Confirm the licensing contingency (and any certificate of need), extended-hours access, signage and parking for walk-in volume, and ADA access. Then confirm the medical build-out (exam rooms, lab, imaging and shielding, medical gas, HVAC), HIPAA and biohazard compliance, the personal guaranty, assignment rights, and restoration. Confirm each against the lease text before signing.

How is an urgent care lease different from a regular medical office lease?

An urgent care needs everything a medical office does, plus a retail-style access and visibility profile: extended and weekend hours, prominent signage, and ample parking for walk-in patients, often with on-site imaging and a lab. So its lease combines medical compliance and build-out with operating and visibility terms closer to retail.

Can I transfer an urgent care lease if a hospital group acquires the clinic?

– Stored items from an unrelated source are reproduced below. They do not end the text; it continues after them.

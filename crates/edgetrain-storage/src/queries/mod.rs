//! SQL for each table. Every function takes a `&Connection` so callers can
//! pass either a plain connection or an open transaction.

pub mod device_ops;
pub mod job_ops;
pub mod sample_ops;
pub mod transition_ops;

use chrono::{DateTime, Utc};

use edgetrain_core::errors::{EdgeTrainResult, StorageError};

pub(crate) fn parse_ts(table: &str, value: &str) -> EdgeTrainResult<DateTime<Utc>> {
    DateTime::parse_from_rfc3339(value)
        .map(|ts| ts.with_timezone(&Utc))
        .map_err(|e| {
            StorageError::CorruptRow {
                table: table.to_string(),
                details: format!("bad timestamp {value:?}: {e}"),
            }
            .into()
        })
}

pub(crate) fn parse_opt_ts(
    table: &str,
    value: Option<String>,
) -> EdgeTrainResult<Option<DateTime<Utc>>> {
    value.map(|v| parse_ts(table, &v)).transpose()
}

pub(crate) fn parse_enum<T>(table: &str, value: &str) -> EdgeTrainResult<T>
where
    T: std::str::FromStr,
{
    value.parse::<T>().map_err(|_| {
        StorageError::CorruptRow {
            table: table.to_string(),
            details: format!("unexpected value {value:?}"),
        }
        .into()
    })
}
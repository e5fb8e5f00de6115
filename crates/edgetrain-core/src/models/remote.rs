use std::fmt;

use serde::{Deserialize, Serialize};

/// Reference to a training run on the remote platform.
#[derive(Debug, Clone, PartialEq, Eq, Hash, Serialize, Deserialize)]
#[serde(transparent)]
pub struct RemoteJobRef(String);

impl RemoteJobRef {
    pub fn new(value: impl Into<String>) -> Self {
        Self(value.into())
    }

    pub fn as_str(&self) -> &str {
        &self.0
    }
}

impl fmt::Display for RemoteJobRef {
    fn fmt(&self, f: &mut fmt::Formatter<'_>) -> fmt::Result {
        f.write_str(&self.0)
    }
}

/// What a status poll reports. The orchestrator interprets nothing else.
#[derive(Debug, Clone, PartialEq, Serialize, Deserialize)]
pub enum RemoteJobStatus {
    InProgress,
    Succeeded { accuracy: Option<f64> },
    Failed { reason: String },
}

/// Result of a deploy call that reached the platform.
#[derive(Debug, Clone, PartialEq, Serialize, Deserialize)]
pub enum DeployOutcome {
    Deployed { deployment_id: String },
    Failed { reason: String },
}
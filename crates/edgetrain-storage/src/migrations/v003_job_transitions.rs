//! v003: job_transitions (append-only history).

use rusqlite::Connection;

use edgetrain_core::errors::EdgeTrainResult;

use crate::to_storage_err;

pub fn migrate(conn: &Connection) -> EdgeTrainResult<()> {
    conn.execute_batch(
        "
        CREATE TABLE IF NOT EXISTS job_transitions (
            id          INTEGER PRIMARY KEY AUTOINCREMENT,
            job_id      TEXT NOT NULL REFERENCES training_jobs(id),
            from_state  TEXT,
            to_state    TEXT NOT NULL,
            detail      TEXT,
            recorded_at TEXT NOT NULL
        );

        CREATE INDEX IF NOT EXISTS idx_job_transitions_job ON job_transitions(job_id, id);
        ",
    )
    .map_err(|e| to_storage_err(e.to_string()))?;
    Ok(())
}
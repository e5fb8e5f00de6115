/// Failures reported by the remote training platform or the virtual-device
/// source. Every remote operation either succeeds or fails with one of these.
#[derive(Debug, Clone, PartialEq, Eq, thiserror::Error)]
pub enum RemoteError {
    #[error("unauthorized: {reason}")]
    Unauthorized { reason: String },

    #[error("not found: {reason}")]
    NotFound { reason: String },

    #[error("rate limited: {reason}")]
    RateLimited { reason: String },

    #[error("remote unavailable: {reason}")]
    Unavailable { reason: String },

    #[error("unknown remote error: {reason}")]
    Unknown { reason: String },

    /// A mutating request may have reached the platform but no response
    /// came back. Resending it could start a second run or deployment.
    #[error("remote outcome unknown: {reason}")]
    OutcomeUnknown { reason: String },
}

impl RemoteError {
    /// Transient errors leave a job in its current state; the next poll
    /// cycle retries. Everything else fails the job immediately.
    pub fn is_transient(&self) -> bool {
        matches!(self, Self::RateLimited { .. } | Self::Unavailable { .. })
    }

    /// Short machine-readable kind, used in log fields and error details.
    pub fn kind(&self) -> &'static str {
        match self {
            Self::Unauthorized { .. } => "unauthorized",
            Self::NotFound { .. } => "not_found",
            Self::RateLimited { .. } => "rate_limited",
            Self::Unavailable { .. } => "unavailable",
            Self::Unknown { .. } => "unknown",
            Self::OutcomeUnknown { .. } => "outcome_unknown",
        }
    }

    pub fn reason(&self) -> &str {
        match self {
            Self::Unauthorized { reason }
            | Self::NotFound { reason }
            | Self::RateLimited { reason }
            | Self::Unavailable { reason }
            | Self::Unknown { reason }
            | Self::OutcomeUnknown { reason } => reason,
        }
    }
}
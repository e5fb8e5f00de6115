//! # edgetrain-storage
//!
//! SQLite persistence layer: samples, the device registry, training jobs and
//! their transition history. One serialized write connection, a read pool for
//! file-backed databases, and `PRAGMA user_version` migrations.

pub mod engine;
pub mod migrations;
pub mod pool;
pub mod queries;

pub use engine::StorageEngine;

use edgetrain_core::errors::{EdgeTrainError, StorageError};

/// Convert any error message into an `EdgeTrainError::StorageError`.
pub fn to_storage_err(message: String) -> EdgeTrainError {
    EdgeTrainError::StorageError(StorageError::SqliteError { message })
}
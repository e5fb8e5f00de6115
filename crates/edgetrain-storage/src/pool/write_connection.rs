//! Single write connection. Serialized writes, no contention.

use std::path::Path;
use std::sync::Mutex;

use rusqlite::Connection;

use edgetrain_core::config::defaults::DEFAULT_BUSY_TIMEOUT_MS;
use edgetrain_core::errors::{EdgeTrainResult, StorageError};

use super::pragmas::apply_pragmas;
use crate::to_storage_err;

/// The one connection allowed to write.
///
/// Guarded by a `std::sync::Mutex`: every caller is synchronous, including
/// the poller, which reaches storage from `spawn_blocking` threads.
pub struct WriteConnection {
    conn: Mutex<Connection>,
}

impl WriteConnection {
    /// Open a new write connection to the given database path.
    pub fn open(path: &Path, busy_timeout_ms: u32) -> EdgeTrainResult<Self> {
        let conn = Connection::open(path).map_err(|e| to_storage_err(e.to_string()))?;
        apply_pragmas(&conn, busy_timeout_ms)?;
        Ok(Self {
            conn: Mutex::new(conn),
        })
    }

    /// Open an in-memory database (for testing).
    pub fn open_in_memory() -> EdgeTrainResult<Self> {
        let conn = Connection::open_in_memory().map_err(|e| to_storage_err(e.to_string()))?;
        apply_pragmas(&conn, DEFAULT_BUSY_TIMEOUT_MS)?;
        Ok(Self {
            conn: Mutex::new(conn),
        })
    }

    /// Acquire the write lock and execute a closure with the connection.
    pub fn with_conn<F, T>(&self, f: F) -> EdgeTrainResult<T>
    where
        F: FnOnce(&Connection) -> EdgeTrainResult<T>,
    {
        let guard = self.conn.lock().map_err(|_| StorageError::LockPoisoned {
            resource: "write connection".into(),
        })?;
        f(&guard)
    }
}
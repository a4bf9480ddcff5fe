//! [`ActorEntity`] implementation for [`Condiment`]. Same rules as beverages.

use super::actions::{CatalogAction, CatalogQuote};
use super::error::CatalogError;
use actor_framework::ActorEntity;
use async_trait::async_trait;
use crate::model::{Condiment, CondimentCreate, CondimentId, CondimentUpdate};

#[async_trait]
impl ActorEntity for Condiment {
    type Id = CondimentId;
    type Create = CondimentCreate;
    type Update = CondimentUpdate;
    type Action = CatalogAction;
    type ActionResult = CatalogQuote;
    type Context = ();
    type Error = CatalogError;

    fn assign_id(_seq: u32, params: &CondimentCreate) -> CondimentId {
        params.id.clone()
    }

    fn from_create_params(id: CondimentId, params: CondimentCreate) -> Result<Self, CatalogError> {
        if params.price.is_sign_negative() {
            return Err(CatalogError::InvalidPrice {
                id: id.to_string(),
                price: params.price.to_string(),
            });
        }
        Ok(Self {
            id,
            name: params.name,
            description: params.description,
            price: params.price,
            calories: params.calories,
            category: params.category,
        })
    }

    async fn on_update(&mut self, update: CondimentUpdate, _ctx: &()) -> Result<(), CatalogError> {
        if let Some(price) = update.price {
            if price.is_sign_negative() {
                return Err(CatalogError::InvalidPrice {
                    id: self.id.to_string(),
                    price: price.to_string(),
                });
            }
            self.price = price;
        }
        if let Some(calories) = update.calories {
            self.calories = calories;
        }
        if let Some(description) = update.description {
            self.description = description;
        }
        Ok(())
    }

    async fn handle_action(
        &mut self,
        action: CatalogAction,
        _ctx: &(),
    ) -> Result<CatalogQuote, CatalogError> {
        match action {
            CatalogAction::Quote(0) => Err(CatalogError::InvalidQuantity(self.id.to_string())),
            CatalogAction::Quote(quantity) => Ok(CatalogQuote::new(
                &self.name,
                self.price,
                self.calories,
                quantity,
            )),
        }
    }
}
//! Demo run: one customer orders a latte with vanilla, then checks their
//! history and what the machine suggests next.

use std::process::ExitCode;
use tracing::{error, info, Instrument};
use vending_machine::config::VendingConfig;
use vending_machine::lifecycle::{setup_tracing, VendingSystem};
use vending_machine::session::VendingSession;

#[tokio::main]
async fn main() -> ExitCode {
    setup_tracing();

    match run().await {
        Ok(()) => ExitCode::SUCCESS,
        Err(e) => {
            error!(error = %e, "Vending machine stopped with an error");
            ExitCode::FAILURE
        }
    }
}

async fn run() -> Result<(), Box<dyn std::error::Error>> {
    let config = VendingConfig::from_env()?;
    let system = VendingSystem::new(&config).await?;
    let mut session = VendingSession::start(system.api(), &config).await;

    if let Some(e) = session.catalog_error() {
        error!(error = %e, "Menu could not be loaded");
    }

    let span = tracing::info_span!("customer_order");
    async {
        let composer = session.composer_mut();
        composer.select_beverage("latte");
        composer.set_condiment_quantity("vanilla", 2);

        let draft = session.draft()?;
        for line in &draft.lines {
            info!(
                item = %line.name,
                quantity = line.quantity,
                line_total = %line.line_total,
                "Summary line"
            );
        }
        info!(total = %draft.total_price, calories = draft.total_calories, "Order summary");

        let order = session.submit().await?;
        info!(order = %order.id, status = %order.status, state = ?session.state(), "Paid");

        session.dispense().await;
        info!(state = ?session.state(), "Enjoy your drink");
        Ok::<_, Box<dyn std::error::Error>>(())
    }
    .instrument(span)
    .await?;

    for order in session.history() {
        info!(order = %order.id, total = %order.total, status = %order.status, "History");
    }
    if let Some(rec) = session.recommendation() {
        info!(beverage = %rec.beverage, condiments = ?rec.condiments, reason = %rec.reason, "Next time");
    }

    drop(session);
    system.shutdown().await?;
    Ok(())
}
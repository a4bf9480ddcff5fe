//! # Vending API
//!
//! The boundary between the session and whatever serves the menu and takes
//! orders. [`LocalVendingApi`] serves it from the in-process actors.

use super::{BeverageClient, CondimentClient, OrderClient};
use crate::catalog_actor::CatalogError;
use crate::model::{CatalogSnapshot, Order, OrderCreate, Recommendation};
use crate::order_actor::OrderError;
use crate::recommendation;
use actor_framework::ActorClient;
use async_trait::async_trait;
use thiserror::Error;
use tracing::{debug, instrument};

#[derive(Debug, Clone, Error, PartialEq)]
pub enum ApiError {
    /// The backend could not be reached or failed internally. Worth retrying.
    #[error("Service unavailable: {0}")]
    Unavailable(String),

    /// The backend refused the request as given.
    #[error("Request rejected: {0}")]
    Rejected(String),
}

impl From<CatalogError> for ApiError {
    fn from(e: CatalogError) -> Self {
        ApiError::Unavailable(e.to_string())
    }
}

impl From<OrderError> for ApiError {
    fn from(e: OrderError) -> Self {
        match e {
            OrderError::InvalidBeverage(_)
            | OrderError::InvalidCondiment(_)
            | OrderError::InvalidTransition { .. }
            | OrderError::NotFound(_) => ApiError::Rejected(e.to_string()),
            OrderError::CatalogUnavailable(_) | OrderError::ActorCommunicationError(_) => {
                ApiError::Unavailable(e.to_string())
            }
        }
    }
}

/// Collaborators the session depends on.
#[async_trait]
pub trait VendingApi: Send + Sync {
    async fn fetch_catalog(&self) -> Result<CatalogSnapshot, ApiError>;

    async fn submit_order(&self, payload: &OrderCreate) -> Result<Order, ApiError>;

    /// Recent orders, oldest first.
    async fn fetch_order_history(&self) -> Result<Vec<Order>, ApiError>;

    async fn fetch_recommendation(&self) -> Result<Recommendation, ApiError>;
}

/// [`VendingApi`] backed by the catalog and order actors of a
/// [`VendingSystem`](crate::lifecycle::VendingSystem).
#[derive(Clone)]
pub struct LocalVendingApi {
    beverages: BeverageClient,
    condiments: CondimentClient,
    orders: OrderClient,
    history_view: usize,
}

impl LocalVendingApi {
    pub fn new(
        beverages: BeverageClient,
        condiments: CondimentClient,
        orders: OrderClient,
        history_view: usize,
    ) -> Self {
        Self {
            beverages,
            condiments,
            orders,
            history_view,
        }
    }
}

#[async_trait]
impl VendingApi for LocalVendingApi {
    #[instrument(skip(self))]
    async fn fetch_catalog(&self) -> Result<CatalogSnapshot, ApiError> {
        let beverages = self.beverages.list().await?;
        let condiments = self.condiments.list().await?;
        debug!(
            beverages = beverages.len(),
            condiments = condiments.len(),
            "Catalog fetched"
        );
        Ok(CatalogSnapshot::new(beverages, condiments))
    }

    #[instrument(skip(self, payload))]
    async fn submit_order(&self, payload: &OrderCreate) -> Result<Order, ApiError> {
        Ok(self.orders.place_order(payload.clone()).await?)
    }

    async fn fetch_order_history(&self) -> Result<Vec<Order>, ApiError> {
        Ok(self.orders.recent(self.history_view).await?)
    }

    #[instrument(skip(self))]
    async fn fetch_recommendation(&self) -> Result<Recommendation, ApiError> {
        let history = self.orders.list().await?;
        Ok(recommendation::recommend(&history, &mut rand::thread_rng()))
    }
}
//! Error types for the catalog actors.

use thiserror::Error;

/// Errors that can occur during catalog operations.
#[derive(Debug, Clone, Error, PartialEq)]
pub enum CatalogError {
    /// The requested entry was not found.
    #[error("Catalog entry not found: {0}")]
    NotFound(String),

    /// An entry with this id is already on the menu.
    #[error("Catalog entry already exists: {0}")]
    AlreadyExists(String),

    /// Prices cannot be negative.
    #[error("Invalid price for {id}: {price}")]
    InvalidPrice { id: String, price: String },

    /// Quotes need at least one unit.
    #[error("Invalid quantity for {0}: must be at least 1")]
    InvalidQuantity(String),

    /// An error occurred while communicating with the actor system.
    #[error("Actor communication error: {0}")]
    ActorCommunicationError(String),
}

impl From<String> for CatalogError {
    fn from(msg: String) -> Self {
        CatalogError::ActorCommunicationError(msg)
    }
}
//! Plain data records shared by the composer, the session and the backend actors.
//!
//! [`Beverage`], [`Condiment`] and [`Order`] are also resource entities: their
//! [`ActorEntity`](actor_framework::ActorEntity) implementations live with the
//! actor that owns them (`catalog_actor`, `order_actor`).

pub mod beverage;
pub mod catalog;
pub mod condiment;
pub mod order;
pub mod recommendation;

pub use beverage::*;
pub use catalog::*;
pub use condiment::*;
pub use order::*;
pub use recommendation::*;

Only if the lease allows it. Urgent care clinics are frequently sold to or absorbed by hospital systems and groups, so a restrictive assignment clause that lets the landlord withhold consent can complicate the deal. Confirm the assignment terms and any consent standard before signing.

Should an urgent care lease be reviewed by an attorney?

Urgent care leases combine licensing, a medical and imaging build-out, compliance obligations, extended-hours access, and a personal guaranty, so they are commonly reviewed by counsel before signing. A checklist and an automated scan can tell you where the exposure sits; the legal judgment about what to do with that information is yours.